*** Opening Information given ***

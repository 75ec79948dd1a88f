//! Validated request vocabulary: ticker, comparison mode, cutoff time.

use std::fmt;

use chrono::{NaiveTime, Timelike};
use serde::Serialize;

use crate::error::AnalysisError;
use crate::session::{SessionSpec, BAR_MINUTES};

/// Symbols shipped with the historical quote set.
pub const DEFAULT_TICKERS: &[&str] = &["AMAT", "C", "JD", "MSFT", "MU", "TWTR"];

/// Cutoff used for non-intraday modes when the caller supplies none.
pub const DEFAULT_CUTOFF: &str = "1755";

// ---------------------------------------------------------------------------
// Ticker
// ---------------------------------------------------------------------------

/// Upper-cased symbol known to be on the allow-list.
#[derive(Debug, Clone, PartialEq, Eq, Hash, Serialize)]
#[serde(transparent)]
pub struct Ticker(String);

impl Ticker {
    /// Case-insensitive lookup against `allowed`.
    pub fn parse(raw: &str, allowed: &[String]) -> Result<Self, AnalysisError> {
        let upper = raw.trim().to_ascii_uppercase();
        if !upper.is_empty() && allowed.iter().any(|a| a.eq_ignore_ascii_case(&upper)) {
            Ok(Ticker(upper))
        } else {
            Err(AnalysisError::InvalidTicker {
                raw: raw.to_string(),
                allowed: allowed.to_vec(),
            })
        }
    }

    pub fn as_str(&self) -> &str {
        &self.0
    }
}

impl fmt::Display for Ticker {
    fn fmt(&self, f: &mut fmt::Formatter<'_>) -> fmt::Result {
        f.write_str(&self.0)
    }
}

// ---------------------------------------------------------------------------
// ComparisonMode
// ---------------------------------------------------------------------------

/// Which two aligned series are subtracted.
#[derive(Debug, Clone, Copy, PartialEq, Eq, Hash, Serialize)]
#[serde(rename_all = "snake_case")]
pub enum ComparisonMode {
    /// open - prior close
    OpenPriorclose,
    /// close - open
    CloseOpen,
    /// close - prior close
    ClosePriorclose,
    /// intraday price at cutoff - open of the same day
    IntrapriceOpen,
}

impl ComparisonMode {
    pub const ALL: [ComparisonMode; 4] = [
        ComparisonMode::OpenPriorclose,
        ComparisonMode::CloseOpen,
        ComparisonMode::ClosePriorclose,
        ComparisonMode::IntrapriceOpen,
    ];

    pub fn parse(raw: &str) -> Result<Self, AnalysisError> {
        let wanted = raw.trim();
        Self::ALL
            .into_iter()
            .find(|m| m.as_str() == wanted)
            .ok_or_else(|| AnalysisError::InvalidMode {
                raw: raw.to_string(),
            })
    }

    pub fn as_str(self) -> &'static str {
        match self {
            ComparisonMode::OpenPriorclose => "open_priorclose",
            ComparisonMode::CloseOpen => "close_open",
            ComparisonMode::ClosePriorclose => "close_priorclose",
            ComparisonMode::IntrapriceOpen => "intraprice_open",
        }
    }

    pub fn requires_intraday(self) -> bool {
        matches!(self, ComparisonMode::IntrapriceOpen)
    }

    /// Human-readable label used in reports and chart titles.
    pub fn label(self, cutoff: CutoffTime) -> String {
        match self {
            ComparisonMode::OpenPriorclose => "Open-Prior Close Price Difference".to_string(),
            ComparisonMode::CloseOpen => "Close-Open Price Difference".to_string(),
            ComparisonMode::ClosePriorclose => "Close-Prior Close Price Difference".to_string(),
            ComparisonMode::IntrapriceOpen => format!(
                "Intraday Price @{} - Open Price Difference",
                cutoff.as_hhmm()
            ),
        }
    }
}

impl fmt::Display for ComparisonMode {
    fn fmt(&self, f: &mut fmt::Formatter<'_>) -> fmt::Result {
        f.write_str(self.as_str())
    }
}

// ---------------------------------------------------------------------------
// CutoffTime
// ---------------------------------------------------------------------------

/// Intraday observation time, on the bar grid and inside the session.
#[derive(Debug, Clone, Copy, PartialEq, Eq, PartialOrd, Ord, Hash)]
pub struct CutoffTime(NaiveTime);

impl CutoffTime {
    /// Parse a 4-digit `HHMM` string such as `"1835"`.
    pub fn parse(raw: &str, session: &SessionSpec) -> Result<Self, AnalysisError> {
        let fail = |reason: String| AnalysisError::InvalidCutoffTime {
            raw: Some(raw.to_string()),
            reason,
        };

        let s = raw.trim();
        if s.len() != 4 || !s.bytes().all(|b| b.is_ascii_digit()) {
            return Err(fail("expected four digits HHMM".to_string()));
        }
        let hour: u32 = s[..2].parse().map_err(|_| fail("hour is not a number".to_string()))?;
        let minute: u32 = s[2..].parse().map_err(|_| fail("minute is not a number".to_string()))?;
        if minute >= 60 {
            return Err(fail(format!("minute {minute} out of range")));
        }
        if minute % BAR_MINUTES != 0 {
            return Err(fail(format!(
                "minute {minute:02} is not a multiple of {BAR_MINUTES}"
            )));
        }
        let time = NaiveTime::from_hms_opt(hour, minute, 0)
            .ok_or_else(|| fail(format!("hour {hour} out of range")))?;
        if time < session.start || time > session.last_bar {
            return Err(fail(format!(
                "outside session {}..{}",
                session.start.format("%H%M"),
                session.last_bar.format("%H%M")
            )));
        }
        Ok(CutoffTime(time))
    }

    /// Wrap a time that is already known to be valid (builders, tests).
    pub fn from_time(time: NaiveTime) -> Self {
        CutoffTime(time)
    }

    pub fn time(self) -> NaiveTime {
        self.0
    }

    pub fn as_hhmm(self) -> String {
        format!("{:02}{:02}", self.0.hour(), self.0.minute())
    }
}

impl fmt::Display for CutoffTime {
    fn fmt(&self, f: &mut fmt::Formatter<'_>) -> fmt::Result {
        write!(f, "{}", self.0.format("%H:%M"))
    }
}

*** Closing Information given ***

The task
Would you please reproduce the records above exactly, only from their first line through the line holding "historical quote set.", with both ends included?

Finished exercise
repository 75ec79948dd1a88f
//! Validated request vocabulary: ticker, comparison mode, cutoff time.

use std::fmt;

use chrono::{NaiveTime, Timelike};
use serde::Serialize;

use crate::error::AnalysisError;
use crate::session::{SessionSpec, BAR_MINUTES};

/// Symbols shipped with the historical quote set.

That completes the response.